Corsi, abilitazioni e Masterclass, e poi chiedono sempre lo Spritz!

Corsi, abilitazioni e Masterclass, e poi chiedono sempre lo Spritz!

di Simone Di Vito

Raramente mi azzardo a parlare o scrivere di alcolici che non siano uva fermentata; birre, cocktail e spiriti vari sono mondi diversi, che diventano paralleli solo nel momento in cui ti siedi al bancone o al tavolo e ti vien chiesto: «Cosa ti porto?». 

Sono cresciuto con un fratello che tra le tante passioni, è un cultore di birra e spiriti, e quando ogni tanto ci vediamo e lui decide di “lasciarmi” un briciolo del suo credo, ascolto e metto da parte. Qualche anno fa, eravamo insieme ad un evento dedicato al whisky, uno dei miei primi sugli spirits, e per me che venivo da soli “eventoni” sul vino, 50 banchi d’assaggio per un distillato assomigliavano ad una bella quanto ardua montagna da scalare.

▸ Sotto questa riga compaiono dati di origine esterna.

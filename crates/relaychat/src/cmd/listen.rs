use std::sync::atomic::Ordering;

use relaychat_client::{Client, ClientError};

use crate::cmd::{install_ctrlc_handler, is_idle, polling_client_config, ListenArgs};
use crate::exit::{client_error, CliResult, SUCCESS};
use crate::output::{print_frame, OutputFormat};

pub fn run(args: ListenArgs, format: OutputFormat) -> CliResult<i32> {
    let config = polling_client_config(&args.timeout)?;
    let mut client = Client::connect_with_config(args.addr.as_str(), &config)
        .map_err(|err| client_error("connect failed", err))?;

    let running = install_ctrlc_handler(|| {})?;
    let mut printed = 0usize;

    while running.load(Ordering::SeqCst) {
        let frame = match client.recv() {
            Ok(frame) => frame,
            Err(err) if is_idle(&err) => continue,
            Err(ClientError::Disconnected) => break,
            Err(err) => return Err(client_error("receive failed", err)),
        };

        print_frame(&frame, format);
        printed = printed.saturating_add(1);

        if let Some(count) = args.count {
            if printed >= count {
                break;
            }
        }
    }

    Ok(SUCCESS)
}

Nel suo gruppo di studio c’erano tanti aspiranti bartender, molti dei quali esercitavano già la professione al banco, con essi ovviamente si parlava sempre di miscelazione, drink e qualche volta anche di lavoro: Tom o John Collins? Sweet & sour già pronto o fatto sul momento? Un bel whisky per l’old fashioned? Ecc, ecc. Ci fu una domanda però che mi fece pensare “tutto il mondo è paese”, la sparò uno che a breve avrebbe lasciato l’evento per correre a lavoro, dopo un «mi aspettano 10 kg di limoni da spremere per stasera» preso dallo sconforto disse «a che serve studiare e conoscere tutto questo, se poi attacco a lavoro, e in otto ore di banco mi chiedono sempre e solo Spritz?». Tra le risate generali del gruppo, pensai subito che di contro ci sono tanti “bibitari” che si fingono barman, ai quali puoi al massimo chiedere uno Spritz in plastica, che prepareranno poi con la stessa difficoltà di un Blue Blazer*.

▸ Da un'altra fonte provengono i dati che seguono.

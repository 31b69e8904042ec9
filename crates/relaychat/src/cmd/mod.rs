use std::path::PathBuf;
use std::sync::atomic::{AtomicBool, Ordering};
use std::sync::Arc;
use std::time::Duration;

use clap::{ArgGroup, Args, Subcommand, ValueEnum};
use relaychat_client::{ClientConfig, ClientError};
use relaychat_frame::{FrameConfig, FrameError, MessageType, DEFAULT_MAX_BODY};
use relaychat_transport::DEFAULT_BIND_ADDR;

use crate::exit::{CliError, CliResult, INTERNAL, USAGE};
use crate::output::OutputFormat;

pub mod call;
pub mod listen;
pub mod send;
pub mod serve;
pub mod version;

/// How often blocking receive loops wake up to check for Ctrl-C.
pub(crate) const POLL_INTERVAL: Duration = Duration::from_millis(250);

#[derive(Subcommand, Debug)]
pub enum Command {
    /// Run the relay server.
    Serve(ServeArgs),
    /// Send a single frame.
    Send(SendArgs),
    /// Connect and print received frames.
    Listen(ListenArgs),
    /// Place a call and print signalling until it ends.
    Call(CallArgs),
    /// Show version information.
    Version(VersionArgs),
}

pub fn run(command: Command, format: OutputFormat) -> CliResult<i32> {
    match command {
        Command::Serve(args) => serve::run(args),
        Command::Send(args) => send::run(args),
        Command::Listen(args) => listen::run(args, format),
        Command::Call(args) => call::run(args, format),
        Command::Version(args) => version::run(args),
    }
}

#[derive(Args, Debug)]
pub struct ServeArgs {
    /// Address to listen on.
    #[arg(long, env = "RELAYCHAT_BIND", default_value = DEFAULT_BIND_ADDR)]
    pub bind: String,
    /// Drop connections that send nothing for this long (e.g. 30s, 500ms).
    #[arg(long, env = "RELAYCHAT_READ_TIMEOUT")]
    pub read_timeout: Option<String>,
    /// Drop connections whose writes stall for this long.
    #[arg(long, env = "RELAYCHAT_WRITE_TIMEOUT")]
    pub write_timeout: Option<String>,
    /// Largest accepted frame body in bytes. Larger frames disconnect the
    /// sender; the protocol allows up to 2147483647.
    #[arg(long, env = "RELAYCHAT_MAX_BODY_SIZE", default_value_t = DEFAULT_MAX_BODY)]
    pub max_body_size: usize,
}

#[derive(Clone, Copy, Debug, ValueEnum)]
pub enum FileKind {
    Image,
    Audio,
}

impl From<FileKind> for MessageType {
    fn from(kind: FileKind) -> Self {
        match kind {
            FileKind::Image => MessageType::Image,
            FileKind::Audio => MessageType::Audio,
        }
    }
}

#[derive(Args, Debug)]
#[command(group(ArgGroup::new("body").required(true).args(["text", "file"])))]
pub struct SendArgs {
    /// Relay address (host:port).
    pub addr: String,
    /// Recipient identity; 0 sends to everyone.
    #[arg(long, default_value_t = 0)]
    pub to: i32,
    /// Text message.
    #[arg(long, conflicts_with = "file")]
    pub text: Option<String>,
    /// Send a file as an image or voice clip.
    #[arg(long, conflicts_with = "text")]
    pub file: Option<PathBuf>,
    /// Message type for --file.
    #[arg(long, value_enum, default_value = "image", requires = "file")]
    pub kind: FileKind,
    /// Connection timeout (e.g. 5s, 500ms).
    #[arg(long, default_value = "5s")]
    pub timeout: String,
}

#[derive(Args, Debug)]
pub struct ListenArgs {
    /// Relay address (host:port).
    pub addr: String,
    /// Exit after receiving N frames.
    #[arg(long)]
    pub count: Option<usize>,
    /// Connection timeout (e.g. 5s, 500ms).
    #[arg(long, default_value = "5s")]
    pub timeout: String,
}

#[derive(Args, Debug)]
#[command(group(ArgGroup::new("target").required(true).args(["to", "group"])))]
pub struct CallArgs {
    /// Relay address (host:port).
    pub addr: String,
    /// Identity to call.
    #[arg(long, conflicts_with = "group")]
    pub to: Option<i32>,
    /// Start a group call with everyone connected.
    #[arg(long)]
    pub group: bool,
    /// Raw 16 kHz mono PCM to stream once the call connects.
    #[arg(long, value_name = "FILE")]
    pub pcm: Option<PathBuf>,
    /// Connection timeout (e.g. 5s, 500ms).
    #[arg(long, default_value = "5s")]
    pub timeout: String,
}

#[derive(Args, Debug)]
pub struct VersionArgs {
    /// Show extended build provenance.
    #[arg(long)]
    pub extended: bool,
}

pub(crate) fn parse_duration(input: &str) -> CliResult<Duration> {
    let input = input.trim();
    if input.is_empty() {
        return Err(CliError::new(USAGE, "duration must not be empty"));
    }

    let (number, unit) = if let Some(num) = input.strip_suffix("ms") {
        (num, "ms")
    } else if let Some(num) = input.strip_suffix('s') {
        (num, "s")
    } else {
        (input, "s")
    };

    let value: u64 = number
        .parse()
        .map_err(|_| CliError::new(USAGE, format!("invalid duration value: {input}")))?;

    if value == 0 {
        return Err(CliError::new(USAGE, "duration must be greater than zero"));
    }

    match unit {
        "ms" => Ok(Duration::from_millis(value)),
        _ => Ok(Duration::from_secs(value)),
    }
}

pub(crate) fn parse_optional_duration(input: Option<&str>) -> CliResult<Option<Duration>> {
    input.map(parse_duration).transpose()
}

/// Client settings for commands that sit in a receive loop: reads wake up
/// every [`POLL_INTERVAL`] so Ctrl-C is noticed.
pub(crate) fn polling_client_config(connect_timeout: &str) -> CliResult<ClientConfig> {
    Ok(ClientConfig {
        frame: FrameConfig {
            read_timeout: Some(POLL_INTERVAL),
            ..FrameConfig::default()
        },
        connect_timeout: parse_duration(connect_timeout)?,
    })
}

/// True for a read that timed out with nothing received.
pub(crate) fn is_idle(err: &ClientError) -> bool {
    matches!(
        err,
        ClientError::Frame(FrameError::Io(io))
            if matches!(io.kind(), std::io::ErrorKind::WouldBlock | std::io::ErrorKind::TimedOut)
    )
}

/// Clears the returned flag on Ctrl-C.
pub(crate) fn install_ctrlc_handler(
    on_signal: impl Fn() + Send + 'static,
) -> CliResult<Arc<AtomicBool>> {
    let running = Arc::new(AtomicBool::new(true));
    let flag = Arc::clone(&running);
    ctrlc::set_handler(move || {
        flag.store(false, Ordering::SeqCst);
        on_signal();
    })
    .map_err(|err| CliError::new(INTERNAL, format!("signal handler setup failed: {err}")))?;
    Ok(running)
}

Jerry Thomas mentre prepara il suo Blue Blazer

In fondo è un po’ la stessa cosa che succede a un sommelier: studia, gira cantine, prepara una bella carta dei vini locali e poi arriva il tipo a cui piace solo il fruttato, e vuole tassativamente un Gewürztraminer.

Ha senso quindi investire in corsi sulle meraviglie di vino e alcolici vari se poi alla fine vai a lavoro e la realtà è ben diversa? Parliamoci chiaro, non mi riferisco certo a quei pochi fortunati che esercitano la professione presso locali stellati o rinomati, dove i primi appassionati sono proprio i clienti e/o il padrone; anche se poi il fruit-lover di turno può capitare anche li.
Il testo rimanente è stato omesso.